Continuing the immunotherapy theme, Binfeng Lu (PhD, Professor, Hackensack Meridian School of Medicine) shared his work on cytokine-based cancer immunotherapy centered on IL-33/IL-36-driven immune activation. He highlighted several engineering and delivery strategies, including local vvTD-IL36 delivery, tumor-targeted LNP-IL36, engineered IL-33 fusion proteins, and rational combinations with immune checkpoint inhibitors for metastatic cancer treatment.

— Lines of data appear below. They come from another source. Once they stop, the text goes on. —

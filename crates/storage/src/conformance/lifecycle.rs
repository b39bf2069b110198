//! Save and lock conformance tests.

use mrv_core::SubjectKey;

use super::{check, fixture_pair, TestResult};
use crate::{SnapshotState, SnapshotStore, StorageError};

pub(super) fn run_lifecycle_tests<S, F>(factory: &F) -> Vec<TestResult>
where
    S: SnapshotStore,
    F: Fn() -> S,
{
    let tests: [(&str, &str, fn(&S) -> Result<(), String>); 11] = [
        ("save", "save_assigns_increasing_ids", save_assigns_increasing_ids::<S>),
        ("save", "first_snapshot_has_no_previous", first_snapshot_has_no_previous::<S>),
        ("save", "saved_snapshot_is_draft", saved_snapshot_is_draft::<S>),
        ("save", "save_rejects_tampered_result", save_rejects_tampered_result::<S>),
        ("save", "save_rejects_foreign_result", save_rejects_foreign_result::<S>),
        ("save", "get_unknown_returns_not_found", get_unknown_returns_not_found::<S>),
        ("save", "latest_for_subject_returns_newest", latest_for_subject_returns_newest::<S>),
        ("lock", "lock_sets_locked_state", lock_sets_locked_state::<S>),
        ("lock", "lock_twice_is_rejected", lock_twice_is_rejected::<S>),
        ("lock", "replace_on_locked_is_rejected", replace_on_locked_is_rejected::<S>),
        ("lock", "delete_on_locked_is_rejected", delete_on_locked_is_rejected::<S>),
    ];
    tests
        .iter()
        .map(|(category, name, test)| TestResult::from_result(category, name, test(&factory())))
        .collect()
}

fn save_assigns_increasing_ids<S: SnapshotStore>(store: &S) -> Result<(), String> {
    let (i1, r1) = fixture_pair("P1", "F1", 1);
    let (i2, r2) = fixture_pair("P1", "F2", 2);
    let a = store.save(i1, r1).map_err(|e| e.to_string())?;
    let b = store.save(i2, r2).map_err(|e| e.to_string())?;
    check(b.id() > a.id(), format!("ids not increasing: {} then {}", a.id(), b.id()))
}

fn first_snapshot_has_no_previous<S: SnapshotStore>(store: &S) -> Result<(), String> {
    let (input, result) = fixture_pair("P1", "F1", 1);
    let snapshot = store.save(input, result).map_err(|e| e.to_string())?;
    check(
        snapshot.previous_snapshot_hash().is_none(),
        "first snapshot should not link to a predecessor",
    )
}

fn saved_snapshot_is_draft<S: SnapshotStore>(store: &S) -> Result<(), String> {
    let (input, result) = fixture_pair("P1", "F1", 1);
    let expected_input_hash = input.reproducibility_key().map_err(|e| e.to_string())?;
    let expected_result_hash = result.result_hash.clone();
    let snapshot = store.save(input, result).map_err(|e| e.to_string())?;
    check(*snapshot.state() == SnapshotState::Draft, "expected draft state")?;
    check(
        snapshot.input_hash() == expected_input_hash,
        "input_hash is not the reproducibility key",
    )?;
    check(
        snapshot.result_hash() == expected_result_hash,
        "result_hash differs from the bundle's",
    )?;
    let loaded = store.get(snapshot.id()).map_err(|e| e.to_string())?;
    check(loaded == snapshot, "get returned a different snapshot")
}

fn save_rejects_tampered_result<S: SnapshotStore>(store: &S) -> Result<(), String> {
    let (input, mut result) = fixture_pair("P1", "F1", 1);
    result.content.totals.facility_tco2e += rust_decimal::Decimal::ONE;
    match store.save(input, result) {
        Err(StorageError::ResultHashMismatch { .. }) => {}
        other => return Err(format!("expected ResultHashMismatch, got {:?}", other.map(|s| s.id()))),
    }
    let listed = store.list(None).map_err(|e| e.to_string())?;
    check(listed.is_empty(), "rejected save must not persist anything")
}

fn save_rejects_foreign_result<S: SnapshotStore>(store: &S) -> Result<(), String> {
    let (input, _) = fixture_pair("P1", "F1", 1);
    let (_, other_result) = fixture_pair("P1", "F1", 2);
    match store.save(input, other_result) {
        Err(StorageError::InputBundleMismatch { .. }) => Ok(()),
        other => Err(format!(
            "expected InputBundleMismatch, got {:?}",
            other.map(|s| s.id())
        )),
    }
}

fn get_unknown_returns_not_found<S: SnapshotStore>(store: &S) -> Result<(), String> {
    match store.get(999) {
        Err(StorageError::SnapshotNotFound { id: 999 }) => Ok(()),
        other => Err(format!("expected SnapshotNotFound, got {:?}", other.map(|s| s.id()))),
    }
}

fn latest_for_subject_returns_newest<S: SnapshotStore>(store: &S) -> Result<(), String> {
    let subject = SubjectKey::new("P1", "F1");
    let none = store.latest_for_subject(&subject).map_err(|e| e.to_string())?;
    check(none.is_none(), "empty store should have no latest snapshot")?;

    for marker in 1..=3 {
        let (input, result) = fixture_pair("P1", "F1", marker);
        store.save(input, result).map_err(|e| e.to_string())?;
    }
    let (input, result) = fixture_pair("P2", "F1", 9);
    store.save(input, result).map_err(|e| e.to_string())?;

    let latest = store
        .latest_for_subject(&subject)
        .map_err(|e| e.to_string())?
        .ok_or("missing latest snapshot")?;
    check(
        latest.input().config["marker"] == 3,
        "latest snapshot is not the third save",
    )
}

fn lock_sets_locked_state<S: SnapshotStore>(store: &S) -> Result<(), String> {
    let (input, result) = fixture_pair("P1", "F1", 1);
    let saved = store.save(input, result).map_err(|e| e.to_string())?;
    let locked = store.lock(saved.id()).map_err(|e| e.to_string())?;
    check(locked.is_locked(), "lock did not set locked state")?;
    check(
        locked.snapshot_hash() == saved.snapshot_hash(),
        "locking must not change the snapshot hash",
    )?;
    let loaded = store.get(saved.id()).map_err(|e| e.to_string())?;
    check(loaded.is_locked(), "locked state not persisted")
}

fn lock_twice_is_rejected<S: SnapshotStore>(store: &S) -> Result<(), String> {
    let (input, result) = fixture_pair("P1", "F1", 1);
    let saved = store.save(input, result).map_err(|e| e.to_string())?;
    store.lock(saved.id()).map_err(|e| e.to_string())?;
    match store.lock(saved.id()) {
        Err(StorageError::SnapshotLocked { id, .. }) if id == saved.id() => Ok(()),
        other => Err(format!("expected SnapshotLocked, got {:?}", other.map(|s| s.id()))),
    }
}

fn replace_on_locked_is_rejected<S: SnapshotStore>(store: &S) -> Result<(), String> {
    let (input, result) = fixture_pair("P1", "F1", 1);
    let saved = store.save(input, result).map_err(|e| e.to_string())?;
    store.lock(saved.id()).map_err(|e| e.to_string())?;

    let (input, result) = fixture_pair("P1", "F1", 2);
    match store.replace_bundles(saved.id(), input, result) {
        Err(StorageError::SnapshotLocked { .. }) => {}
        other => return Err(format!("expected SnapshotLocked, got {:?}", other.map(|s| s.id()))),
    }
    let loaded = store.get(saved.id()).map_err(|e| e.to_string())?;
    check(
        loaded.result_hash() == saved.result_hash(),
        "locked snapshot content changed",
    )
}

fn delete_on_locked_is_rejected<S: SnapshotStore>(store: &S) -> Result<(), String> {
    let (input, result) = fixture_pair("P1", "F1", 1);
    let saved = store.save(input, result).map_err(|e| e.to_string())?;
    store.lock(saved.id()).map_err(|e| e.to_string())?;
    match store.delete(saved.id()) {
        Err(StorageError::SnapshotLocked { .. }) => {}
        other => return Err(format!("expected SnapshotLocked, got {:?}", other)),
    }
    store
        .get(saved.id())
        .map(|_| ())
        .map_err(|e| format!("locked snapshot disappeared: {}", e))
}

Shifting toward cancer epigenetics, Liling Wan (PhD, Assistant Professor, University of Pennsylvania) presented research on chromatin-associated mechanisms that drive aberrant transcriptional programs and therapeutic vulnerabilities. Her work explored ENL/AF9-related chromatin reader biology, oncogenic transcriptional condensates, and emerging epigenetic targets that may create new opportunities for precision oncology.

The conversation then expanded into AI-enabled oncology development, where Jianda Yuan (MD, PhD, Clinical Director, Merck & Co.) discussed the application of artificial intelligence across discovery, early development, and late-stage clinical programs. He emphasized that while AI remains largely investigational, it may deliver near-term value by accelerating discovery cycles, improving survival prediction in small cohorts, and supporting evidence-driven, interpretable, and regulatory-aligned clinical development.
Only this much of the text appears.